The dollar weakened to a five-week low, extending its August decline of 2.2%, as investors anticipate crucial U.S. labor market data expected to reinforce market expectations for a September Fed rate cut, currently priced at 90%. This decline reflects a narrative of a softening U.S. economy no longer outperforming, alongside ongoing political risks including concerns over Fed independence. Concurrently, the euro gained, and the yuan held near a 10-month high, supported by central bank fixings and a private survey indicating expanded Chinese factory activity.

Analysis

The U.S. dollar has depreciated to a five-week low, registering a 2.2% monthly decline in August and trading at 97.64 against a basket of currencies. This downward pressure is primarily driven by investor anticipation of a Federal Reserve monetary easing cycle, with money markets pricing a 90% probability of a 25-basis-point rate cut in September. The prevailing market narrative, which will be tested by this week's U.S. labor market data including the nonfarm payrolls report, is that the U.S. economy is softening and losing its long-standing outperformance.

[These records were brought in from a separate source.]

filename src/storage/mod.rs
pub mod sqlite;

pub use sqlite::SqliteStorage;
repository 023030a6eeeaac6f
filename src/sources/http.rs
use crate::model::{PriceHistoryPoint, PriceObservation, ServicePricing, SourceError};
use crate::sources::{CurrentPricingSource, MarketComparisonSource, PriceHistorySource};
use crate::utils::{parse_date, parse_price_band};
use reqwest::{Client, StatusCode};
use serde::Deserialize;
use std::time::Duration;

/// HTTP client for the three pricing endpoints of the host platform.
pub struct HttpPricingApi {
    client: Client,
    base_url: String,
    timeout_secs: u64,
}

/// Wire shape of one service entry; ranges arrive as `$40-$80` strings.
#[derive(Debug, Deserialize)]
struct ServicePricingDto {
    service_name: String,
    price_range: String,
}

#[derive(Debug, Deserialize)]
struct CurrentPricingDto {
    services: Vec<ServicePricingDto>,
}

#[derive(Debug, Deserialize)]
struct HistoryPointDto {
    date: String,
    price: f64,
    demand: f64,
    revenue: f64,
}

#[derive(Debug, Deserialize)]
struct PriceHistoryDto {
    price_history: Vec<HistoryPointDto>,
}

#[derive(Debug, Deserialize)]
struct ComparisonDto {
    comparison_data: Vec<PriceObservation>,
}

impl HttpPricingApi {
    pub fn new(base_url: &str, timeout: Duration) -> Result<Self, SourceError> {
        let client = Client::builder()
            .user_agent("PricePulse/0.1")
            .timeout(timeout)
            .build()
            .map_err(|e| SourceError::Http(e.to_string()))?;
        Ok(Self {
            client,
            base_url: base_url.trim_end_matches('/').to_string(),
            timeout_secs: timeout.as_secs(),
        })
    }

    async fn get_json<T: serde::de::DeserializeOwned>(
        &self,
        url: &str,
        token: Option<&str>,
    ) -> Result<T, SourceError> {
        let mut request = self.client.get(url);
        if let Some(token) = token {
            request = request.bearer_auth(token);
        }

        let response = request.send().await.map_err(|e| {
            if e.is_timeout() {
                SourceError::Timeout(self.timeout_secs)
            } else {
                SourceError::Http(e.to_string())
            }
        })?;

        match response.status() {
            StatusCode::UNAUTHORIZED | StatusCode::FORBIDDEN => Err(SourceError::AuthRequired),
            status if !status.is_success() => {
                Err(SourceError::Http(format!("{url} returned {status}")))
            }
            _ => response
                .json::<T>()
                .await
                .map_err(|e| SourceError::InvalidResponse(e.to_string())),
        }
    }
}

#[async_trait::async_trait]
impl CurrentPricingSource for HttpPricingApi {
    async fn fetch_current_pricing(
        &self,
        business_id: i64,
        token: &str,
    ) -> Result<Vec<ServicePricing>, SourceError> {
        if token.is_empty() {
            return Err(SourceError::AuthRequired);
        }
        let url = format!("{}/businesses/{}/pricing-analysis", self.base_url, business_id);
        let dto: CurrentPricingDto = self.get_json(&url, Some(token)).await?;

        dto.services
            .into_iter()
            .map(|s| {
                let price_range = parse_price_band(&s.price_range).ok_or_else(|| {
                    SourceError::InvalidResponse(format!(
                        "bad price range {:?} for service {}",
                        s.price_range, s.service_name
                    ))
                })?;
                Ok(ServicePricing {
                    service_name: s.service_name,
                    price_range,
                })
            })
            .collect()
    }
}

#[async_trait::async_trait]
impl PriceHistorySource for HttpPricingApi {
    async fn fetch_price_history(
        &self,
        business_id: i64,
    ) -> Result<Vec<PriceHistoryPoint>, SourceError> {
        let url = format!("{}/businesses/{}/price-history", self.base_url, business_id);
        let dto: PriceHistoryDto = self.get_json(&url, None).await?;

        dto.price_history
            .into_iter()
            .map(|p| {
                let date = parse_date(&p.date).ok_or_else(|| {
                    SourceError::InvalidResponse(format!("bad date {:?}", p.date))
                })?;
                Ok(PriceHistoryPoint {
                    date,
                    price: p.price,
                    demand: p.demand,
                    revenue: p.revenue,
                })
            })
            .collect()
    }
}

#[async_trait::async_trait]
impl MarketComparisonSource for HttpPricingApi {
    async fn fetch_market_comparison(
        &self,
        category: &str,
        location: &str,
        business_id: Option<i64>,
    ) -> Result<Vec<PriceObservation>, SourceError> {
        let mut url = format!(
            "{}/market/comparison?category={}&location={}",
            self.base_url, category, location
        );
        if let Some(id) = business_id {
            url.push_str(&format!("&business_id={id}"));
        }
        let dto: ComparisonDto = self.get_json(&url, None).await?;
        if dto.comparison_data.is_empty() {
            return Err(SourceError::InvalidResponse(
                "no comparable businesses in this market".into(),
            ));
        }
        Ok(dto.comparison_data)
    }
}
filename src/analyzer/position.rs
use crate::model::{AnalysisError, PriceIndicator, PricingStrategy};

/// Relative band around the market average inside which a price counts as
/// "average". Fixed design constant; tests pin it at exactly 10%.
pub const POSITION_BAND: f64 = 0.10;

#[derive(Debug, Clone, Copy, PartialEq, Eq)]
pub struct Classification {
    pub indicator: PriceIndicator,
    pub label: &'static str,
}

pub struct PositionClassifier;

impl PositionClassifier {
    /// Classifies a price against the market average. A zero average is bad
    /// upstream data and is reported, never masked as "average price".
    pub fn classify(price: f64, average: f64) -> Result<Classification, AnalysisError> {
        if average == 0.0 {
            return Err(AnalysisError::DivisionByZero);
        }
        let difference = (price - average) / average;
        let classification = if difference > POSITION_BAND {
            Classification {
                indicator: PriceIndicator::Above,
                label: "Higher than average",
            }
        } else if difference < -POSITION_BAND {
            Classification {
                indicator: PriceIndicator::Below,
                label: "Lower than average",
            }
        } else {
            Classification {
                indicator: PriceIndicator::Average,
                label: "Average price",
            }
        };
        Ok(classification)
    }

    /// Maps a position indicator to the qualitative strategy label used for
    /// recommendations and competitive positioning.
    pub fn strategy_for(indicator: PriceIndicator) -> PricingStrategy {
        match indicator {
            PriceIndicator::Above => PricingStrategy::Premium,
            PriceIndicator::Below => PricingStrategy::Budget,
            PriceIndicator::Average => PricingStrategy::Competitive,
        }
    }
}
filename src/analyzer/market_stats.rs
use crate::analyzer::position::PositionClassifier;
use crate::model::{AnalysisError, MarketAverage, MarketPosition, PriceBand, PriceIndicator, PriceObservation};

pub struct MarketAggregator;

impl MarketAggregator {
    /// Reduces competitor observations to mean and range. When the caller
    /// supplies its own price, `market_position` is personalized with the
    /// classifier thresholds; otherwise it stays `market-wide`.
    pub fn aggregate(
        observations: &[PriceObservation],
        own_price: Option<f64>,
    ) -> Result<MarketAverage, AnalysisError> {
        if observations.is_empty() {
            return Err(AnalysisError::EmptyMarket);
        }

        let prices: Vec<f64> = observations.iter().map(|o| o.base_price).collect();
        let average_price = prices.iter().sum::<f64>() / prices.len() as f64;
        let min = prices.iter().copied().fold(f64::INFINITY, f64::min);
        let max = prices.iter().copied().fold(f64::NEG_INFINITY, f64::max);

        let market_position = match own_price {
            None => MarketPosition::MarketWide,
            Some(price) => {
                match PositionClassifier::classify(price, average_price)?.indicator {
                    PriceIndicator::Above => MarketPosition::Above,
                    PriceIndicator::Below => MarketPosition::Below,
                    PriceIndicator::Average => MarketPosition::Average,
                }
            }
        };

        Ok(MarketAverage {
            average_price,
            price_range: PriceBand::new(min, max),
            market_position,
        })
    }
}

#[cfg(test)]
mod tests {
    use super::*;
    use crate::model::PricingStrategy;

    fn obs(price: f64) -> PriceObservation {
        PriceObservation {
            business_id: 0,
            name: "competitor".into(),
            location: "downtown".into(),
            base_price: price,
            pricing_strategy: PricingStrategy::Unknown,
        }
    }

    #[test]
    fn computes_mean_and_range() {
        let observations = vec![obs(40.0), obs(60.0), obs(80.0)];
        let avg = MarketAggregator::aggregate(&observations, None).unwrap();
        assert_eq!(avg.average_price, 60.0);
        assert_eq!(avg.price_range, PriceBand::new(40.0, 80.0));
        assert_eq!(avg.market_position, MarketPosition::MarketWide);
    }

    #[test]
    fn personalizes_position_when_own_price_supplied() {
        let observations = vec![obs(40.0), obs(60.0), obs(80.0)];
        let avg = MarketAggregator::aggregate(&observations, Some(70.0)).unwrap();
        assert_eq!(avg.market_position, MarketPosition::Above);

        let avg = MarketAggregator::aggregate(&observations, Some(55.0)).unwrap();
        assert_eq!(avg.market_position, MarketPosition::Average);
    }

    #[test]
    fn empty_market_is_an_error() {
        assert_eq!(
            MarketAggregator::aggregate(&[], None),
            Err(AnalysisError::EmptyMarket)
        );
    }

    #[test]
    fn average_stays_inside_range() {
        let sets = [
            vec![12.5],
            vec![10.0, 90.0],
            vec![33.0, 34.0, 35.0, 120.0],
            vec![5.0, 5.0, 5.0],
        ];
        for prices in sets {
            let observations: Vec<_> = prices.iter().copied().map(obs).collect();
            let avg = MarketAggregator::aggregate(&observations, None).unwrap();
            assert!(avg.price_range.low <= avg.average_price);
            assert!(avg.average_price <= avg.price_range.high);
        }
    }
}
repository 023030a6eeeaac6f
use crate::model::{AnalysisError, PriceBand, PriceHistoryPoint, PriceTrend, TrendDirection};

/// Share of history points (by revenue) considered when deriving the
/// optimal price range.
const TOP_REVENUE_SHARE: f64 = 1.0 / 3.0;

/// Derives trend metrics from an ordered price history. Needs at least two
/// points; a single sample has no direction.
pub fn derive_trends(history: &[PriceHistoryPoint]) -> Result<PriceTrend, AnalysisError> {
    if history.len() < 2 {
        return Err(AnalysisError::InsufficientData);
    }

    let first = &history[0];
    let last = &history[history.len() - 1];
    let price_trend = direction(first.price, last.price);
    let revenue_trend = direction(first.revenue, last.revenue);

    let prices: Vec<f64> = history.iter().map(|p| p.price).collect();
    let count = prices.len() as f64;
    let mean = prices.iter().sum::<f64>() / count;
    let variance = prices.iter().map(|p| (p - mean).powi(2)).sum::<f64>() / count;
    let price_volatility = variance.sqrt();

    Ok(PriceTrend {
        price_trend,
        revenue_trend,
        price_volatility,
        optimal_price_range: optimal_range(history),
    })
}

fn direction(first: f64, last: f64) -> TrendDirection {
    if last >= first {
        TrendDirection::Increasing
    } else {
        TrendDirection::Decreasing
    }
}

/// Price band spanned by the best-earning third of the history. The prices
/// that produced the most revenue are where this business should sit.
fn optimal_range(history: &[PriceHistoryPoint]) -> PriceBand {
    let mut by_revenue: Vec<&PriceHistoryPoint> = history.iter().collect();
    by_revenue.sort_by(|a, b| b.revenue.total_cmp(&a.revenue));
    let take = ((history.len() as f64 * TOP_REVENUE_SHARE).ceil() as usize).max(1);

    let top = &by_revenue[..take];
    let low = top.iter().map(|p| p.price).fold(f64::INFINITY, f64::min);
    let high = top.iter().map(|p| p.price).fold(f64::NEG_INFINITY, f64::max);
    PriceBand::new(low, high)
}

A Societe Generale economist noted that severe economic weakness could prompt a more forceful Fed response than currently priced, while unexpectedly strong data could render rate cuts unwarranted. This dollar weakness is occurring alongside political and policy uncertainty, including concerns over Federal Reserve independence and potential "fiscal dominance," though analysts at Deutsche Bank observe that these risks are not yet materially priced into the market. Concurrently, the euro has strengthened to $1.1724 and sterling to $1.3528, while the Chinese yuan has held firm near a 10-month high, supported by central bank actions despite conflicting signals from official and private-sector manufacturing surveys.